Nous faisons référence à nos précédentes lettres d'information des 14, 17 et 24 août 2013 ; des 03 et 15 septembre 2013 ; du 24 octobre 2013 et du 15 novembre 2013.
Dans le prolongement de son engagement à contribuer à la moralisation de l'arbitrage commercial international, votre site www.ohada.com a le plaisir de vous informer que l'une des affaires portées devant les juridictions françaises relatives au conflit d'intérêts dans une procédure d'arbitrage concernant un pays de l'espace OHADA (le Cameroun) a connu son épilogue le 23 mars 2013.
Par newsletter OHADA.com datée du 24 octobre 2013 (https://www.ohada.com/actualite/1987/arbitrage-conflit-d-interets-non-sanctionnes-des-arbitres-plaidoyer-en-faveur-de-modification-du-decret-n-2011-48-du-13-janvier-2011-portant-reforme-de-l-arbitrage.html), nous avons déjà porté à votre connaissance la décision de la Cour d'appel de Paris (https://www.ohada.com/uploads/actualite/1699/Arret-Affaire-Etat-du-Cam-c.-Garoube.pdf) sanctionnant, à l'initiative de l'Etat du Cameroun, le conflit d'intérêt massif entre un arbitre et un avocat (tous deux manifestement malmenés par les vagues de l'arbitrage TAPIE et TOTAL).
Par un attendu décisif, le collège des juges d'appel (Cour d'appel de Paris) avait retenu, le 21 février 2012, que même lorsque la procédure a été engagée devant une formation de trois arbitres, il faudrait considérer que « celui dont la partialité est suspectée a pu exercer son influence tant sur les conditions de déroulement de l'instance que sur l'opinion de ses collègues au cours du délibéré ; qu'il s'ensuit que le moyen tiré de ce que l'efficacité juridique de la sentence n'est pas subordonnée à l'accord de tous les arbitres et qu'elle pourrait résulter de la seule signature du président est inopérant ». En d'autres mots, la Cour faisait remarquer que la suspicion fondée, légitime de partialité d'un arbitre suffit pour fonder une demande d'annulation d'une sentence arbitrale rendue par un collège de trois arbitres. Dans l'affaire ayant opposée l'Etat du Cameroun à l'entreprise Projet GAROUBE, la Cour d'appel remarquait déjà que le « parti pris dont témoigne le courrier de M. Estoup du 2 août 2010 et l'empressement de GAROUBE à favoriser les intérêts matériels de l'arbitre qu'elle avait choisi sont de nature à faire naître dans l'esprit du CAMEROUN un doute légitime sur l'indépendance et l'impartialité de ce dernier, peu important, à cet égard le sentiment exprimé par le président relativement à l'impartialité des deux autres membres du tribunal arbitral ».
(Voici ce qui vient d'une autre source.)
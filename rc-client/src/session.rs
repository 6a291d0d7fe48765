//! One socket and its lifecycle signals.
//!
//! # Invariants
//!
//! - A `TransportSession` owns exactly one socket and is never reused
//! - `send()` is only valid between `Open` and `Close`
//! - `close()` is idempotent
//! - Transport errors are recorded; only `Close` ends the session
//! - `Drop` requests a close if one has not been requested yet

use tokio::sync::mpsc;
use tracing::{debug, warn};

use crate::error::ClientError;
use crate::transport::{OpenRequest, Socket, SocketCommand, Transport, TransportEvent};

/// Handle that can close a session from outside the task driving it.
#[derive(Debug, Clone)]
pub struct SessionCloser(mpsc::UnboundedSender<SocketCommand>);

impl SessionCloser {
    /// Ask the socket to close. No effect if it is already gone.
    pub fn close(&self) {
        let _ = self.0.send(SocketCommand::Close);
    }
}

/// A single socket session.
///
/// This type does not implement `Clone` to prevent socket duplication.
#[derive(Debug)]
pub struct TransportSession {
    id: u64,
    socket: Socket,
    opened: bool,
    closed: bool,
    close_requested: bool,
    last_error: Option<String>,
}

impl TransportSession {
    /// Open a new socket through `transport`.
    pub fn open(transport: &dyn Transport, request: OpenRequest, id: u64) -> Self {
        debug!(session = id, url = %request.url, "opening socket");
        Self {
            id,
            socket: transport.open(request),
            opened: false,
            closed: false,
            close_requested: false,
            last_error: None,
        }
    }

    /// Session identifier, unique within one client.
    pub fn id(&self) -> u64 {
        self.id
    }

    /// Whether the socket is open right now.
    pub fn is_connected(&self) -> bool {
        self.opened && !self.closed
    }

    /// Whether the socket reached the open state at any point.
    pub fn ever_opened(&self) -> bool {
        self.opened
    }

    /// Whether the close event has been seen.
    pub fn is_closed(&self) -> bool {
        self.closed
    }

    /// Most recent transport error, if any.
    pub fn last_error(&self) -> Option<&str> {
        self.last_error.as_deref()
    }

    /// Take the most recent transport error.
    pub fn take_last_error(&mut self) -> Option<String> {
        self.last_error.take()
    }

    /// Handle for closing this session from elsewhere.
    pub fn closer(&self) -> SessionCloser {
        SessionCloser(self.socket.closer())
    }

    /// Send one text payload.
    ///
    /// # Errors
    ///
    /// Returns `NotConnected` before `Open` or after `Close`.
    pub fn send(&self, payload: String) -> Result<(), ClientError> {
        if !self.is_connected() {
            return Err(ClientError::NotConnected);
        }
        if !self.socket.command(SocketCommand::Send(payload)) {
            // Socket task already finished; its Close event is still queued.
            debug!(session = self.id, "socket gone before send, awaiting close");
        }
        Ok(())
    }

    /// Request the socket to close.
    ///
    /// This is idempotent (safe to call multiple times).
    pub fn close(&mut self) {
        if self.closed || self.close_requested {
            return;
        }
        self.close_requested = true;
        debug!(session = self.id, "close requested");
        self.socket.command(SocketCommand::Close);
    }

    /// Wait for the next event.
    ///
    /// Returns `None` after `Close` has been delivered. A transport that goes
    /// away without a `Close` event is reported as closed.
    pub async fn next_event(&mut self) -> Option<TransportEvent> {
        if self.closed {
            return None;
        }

        let event = self.socket.recv().await.unwrap_or(TransportEvent::Close);
        Some(self.track(event))
    }

    /// Next event if one is already queued, without waiting.
    ///
    /// Returns `None` when nothing is pending or after `Close`.
    pub fn poll_event(&mut self) -> Option<TransportEvent> {
        if self.closed {
            return None;
        }
        let event = self.socket.try_recv()?;
        Some(self.track(event))
    }

    fn track(&mut self, event: TransportEvent) -> TransportEvent {
        match &event {
            TransportEvent::Open => {
                if !self.opened {
                    self.opened = true;
                    debug!(session = self.id, "socket open");
                }
            }
            TransportEvent::Message(_) => {}
            TransportEvent::Error(e) => {
                warn!(session = self.id, error = %e, "transport error");
                self.last_error = Some(e.clone());
            }
            TransportEvent::Close => {
                self.closed = true;
                debug!(session = self.id, opened = self.opened, "socket closed");
            }
        }
        event
    }
}

impl Drop for TransportSession {
    fn drop(&mut self) {
        self.close();
    }
}
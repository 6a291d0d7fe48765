//! Wire envelope and response decoding.
//!
//! Outbound wire format (one text frame per command):
//! ```text
//! {"command": "<name>", "options": { ... }}
//! ```
//!
//! Inbound frames may be text or binary. Both are parsed as JSON, and the
//! decoded value must be an object to become a `Response`.

use serde::{Deserialize, Serialize};
use serde_json::{Map, Value};

use crate::error::ProtocolError;

/// A single command sent to the server.
#[derive(Debug, Clone, PartialEq, Serialize, Deserialize)]
pub struct Command {
    command: String,
    #[serde(default)]
    options: Map<String, Value>,
}

impl Command {
    /// Create a command with no options.
    pub fn new(command: impl Into<String>) -> Self {
        Self::with_options(command, Map::new())
    }

    /// Create a command with the given options.
    pub fn with_options(command: impl Into<String>, options: Map<String, Value>) -> Self {
        Self {
            command: command.into(),
            options,
        }
    }

    /// Command name.
    pub fn name(&self) -> &str {
        &self.command
    }

    /// Command options.
    pub fn options(&self) -> &Map<String, Value> {
        &self.options
    }

    /// Serialize to the text form sent over the wire.
    ///
    /// # Errors
    ///
    /// Returns error if the command name is empty.
    pub fn to_wire(&self) -> Result<String, ProtocolError> {
        if self.command.is_empty() {
            return Err(ProtocolError::EmptyCommand);
        }
        serde_json::to_string(self).map_err(|e| ProtocolError::Encode(e.to_string()))
    }
}

/// Decoded response to a command.
///
/// Holds the fields of the JSON object the server replied with.
#[derive(Debug, Clone, PartialEq, Serialize, Deserialize)]
#[serde(transparent)]
pub struct Response(Map<String, Value>);

impl Response {
    /// Decode a response from an already parsed JSON value.
    pub fn from_value(value: Value) -> Result<Self, ProtocolError> {
        match value {
            Value::Object(fields) => Ok(Self(fields)),
            other => Err(ProtocolError::NotAnObject(kind_of(&other))),
        }
    }

    /// Decode a response from a text frame.
    pub fn from_wire(text: &str) -> Result<Self, ProtocolError> {
        Self::from_value(parse_text(text)?)
    }

    /// Look up a single field.
    pub fn get(&self, field: &str) -> Option<&Value> {
        self.0.get(field)
    }

    /// All fields of the response.
    pub fn fields(&self) -> &Map<String, Value> {
        &self.0
    }

    /// Consume the response and return its fields.
    pub fn into_fields(self) -> Map<String, Value> {
        self.0
    }
}

/// Parse a text frame into a JSON value.
pub fn parse_text(text: &str) -> Result<Value, ProtocolError> {
    serde_json::from_str(text).map_err(|e| ProtocolError::InvalidJson(e.to_string()))
}

/// Parse a binary frame into a JSON value.
///
/// The bytes must be UTF-8 encoded JSON.
pub fn parse_bytes(bytes: &[u8]) -> Result<Value, ProtocolError> {
    let text = std::str::from_utf8(bytes).map_err(|_| ProtocolError::InvalidUtf8)?;
    parse_text(text)
}

fn kind_of(value: &Value) -> &'static str {
    match value {
        Value::Null => "null",
        Value::Bool(_) => "bool",
        Value::Number(_) => "number",
        Value::String(_) => "string",
        Value::Array(_) => "array",
        Value::Object(_) => "object",
    }
}
//! Session lifecycle state machine.
//!
//! States: IDLE → AUTHENTICATING → CONNECTING → CONNECTED → CLOSING → CLOSED
//!
//! A failed attempt goes straight to CLOSED, and a new attempt starts again
//! from AUTHENTICATING. Any state may move to CLOSED.

use crate::error::ProtocolError;

/// Session state enumeration.
#[derive(Debug, Clone, Copy, PartialEq, Eq)]
pub enum SessionState {
    /// No attempt has been made yet.
    Idle,
    /// Waiting on the signature provider.
    Authenticating,
    /// Socket open requested, not yet open.
    Connecting,
    /// Socket open, traffic may flow.
    Connected,
    /// Close requested, waiting for the close event.
    Closing,
    /// No live socket.
    Closed,
}

impl SessionState {
    /// Whether `next` is a legal successor of this state.
    pub fn can_advance_to(self, next: SessionState) -> bool {
        use SessionState::*;

        matches!(
            (self, next),
            (Idle | Closed, Authenticating)
                | (Authenticating, Connecting)
                | (Connecting, Connected)
                | (Connected, Closing)
                | (_, Closed)
        )
    }
}

/// Tracks the state of the one live session of a call chain.
#[derive(Debug)]
pub struct SessionLifecycle {
    state: SessionState,
    attempts_started: u32,
}

impl SessionLifecycle {
    /// Create a lifecycle in the `Idle` state.
    pub fn new() -> Self {
        Self {
            state: SessionState::Idle,
            attempts_started: 0,
        }
    }

    /// Get current state.
    pub fn state(&self) -> SessionState {
        self.state
    }

    /// Number of times `Authenticating` was entered.
    pub fn attempts_started(&self) -> u32 {
        self.attempts_started
    }

    /// Move to `next`.
    ///
    /// # Errors
    ///
    /// Returns `InvalidTransition` and leaves the state unchanged if the
    /// move is not allowed.
    pub fn advance(&mut self, next: SessionState) -> Result<(), ProtocolError> {
        if !self.state.can_advance_to(next) {
            return Err(ProtocolError::InvalidTransition {
                from: self.state,
                to: next,
            });
        }
        if next == SessionState::Authenticating {
            self.attempts_started += 1;
        }
        self.state = next;
        Ok(())
    }

    /// Move to `Closed` from any state.
    pub fn close(&mut self) {
        self.state = SessionState::Closed;
    }
}

impl Default for SessionLifecycle {
    fn default() -> Self {
        Self::new()
    }
}

#[cfg(test)]
mod tests {
    use super::*;

    #[test]
    fn test_happy_path() {
        let mut lc = SessionLifecycle::new();
        assert_eq!(lc.state(), SessionState::Idle);

        lc.advance(SessionState::Authenticating).unwrap();
        lc.advance(SessionState::Connecting).unwrap();
        lc.advance(SessionState::Connected).unwrap();
        lc.advance(SessionState::Closing).unwrap();
        lc.advance(SessionState::Closed).unwrap();

        assert_eq!(lc.state(), SessionState::Closed);
        assert_eq!(lc.attempts_started(), 1);
    }

    #[test]
    fn test_retry_path_restarts_from_closed() {
        let mut lc = SessionLifecycle::new();
        for _ in 0..3 {
            lc.advance(SessionState::Authenticating).unwrap();
            lc.advance(SessionState::Connecting).unwrap();
            lc.advance(SessionState::Closed).unwrap();
        }
        assert_eq!(lc.attempts_started(), 3);
    }

    #[test]
    fn test_auth_failure_closes() {
        let mut lc = SessionLifecycle::new();
        lc.advance(SessionState::Authenticating).unwrap();
        lc.advance(SessionState::Closed).unwrap();
        assert_eq!(lc.state(), SessionState::Closed);
    }

    #[test]
    fn test_cannot_skip_authentication() {
        let mut lc = SessionLifecycle::new();
        let err = lc.advance(SessionState::Connecting).unwrap_err();
        assert_eq!(
            err,
            ProtocolError::InvalidTransition {
                from: SessionState::Idle,
                to: SessionState::Connecting,
            }
        );
        assert_eq!(lc.state(), SessionState::Idle);
    }

    #[test]
    fn test_cannot_reauthenticate_while_connected() {
        let mut lc = SessionLifecycle::new();
        lc.advance(SessionState::Authenticating).unwrap();
        lc.advance(SessionState::Connecting).unwrap();
        lc.advance(SessionState::Connected).unwrap();
        assert!(lc.advance(SessionState::Authenticating).is_err());
        assert_eq!(lc.state(), SessionState::Connected);
    }

    #[test]
    fn test_closing_requires_connected() {
        assert!(!SessionState::Connecting.can_advance_to(SessionState::Closing));
        assert!(SessionState::Connected.can_advance_to(SessionState::Closing));
    }
}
La partie demanderesse s'était pourvue en cassation contre cet arrêt d'appel pourtant vecteur de « bon sens ». Les hauts magistrats du 5 Quai de l'horloge ont, sans surprise, rejeté le pourvoi formé contre cet arrêt. La Cour a précisé qu' : « après avoir constaté que les lenteurs de l'instance arbitrale n'étaient pas imputables à l'Etat du Cameroun et avoir confronté ces trois lettres, en retenant que le parti-pris dont témoigne la lettre de M. X... et l'empressement de la société Projet pilote Garoube à favoriser les intérêts matériels de l'arbitre qu'elle avait choisie, étaient révélateurs des liens qui les unissaient, c'est dans l'exercice de son pouvoir souverain d'appréciation, hors dénaturation et sans méconnaître le principe de la contradiction, que la cour d'appel, qui n'avait pas à procéder aux recherches que ses constatations rendaient inopérantes, a estimé que cet arbitre ayant manqué à ses obligations d'indépendance et d'impartialité, la composition du tribunal arbitral était irrégulière, de sorte que la sentence du 16 février 2010 devait être annulée ».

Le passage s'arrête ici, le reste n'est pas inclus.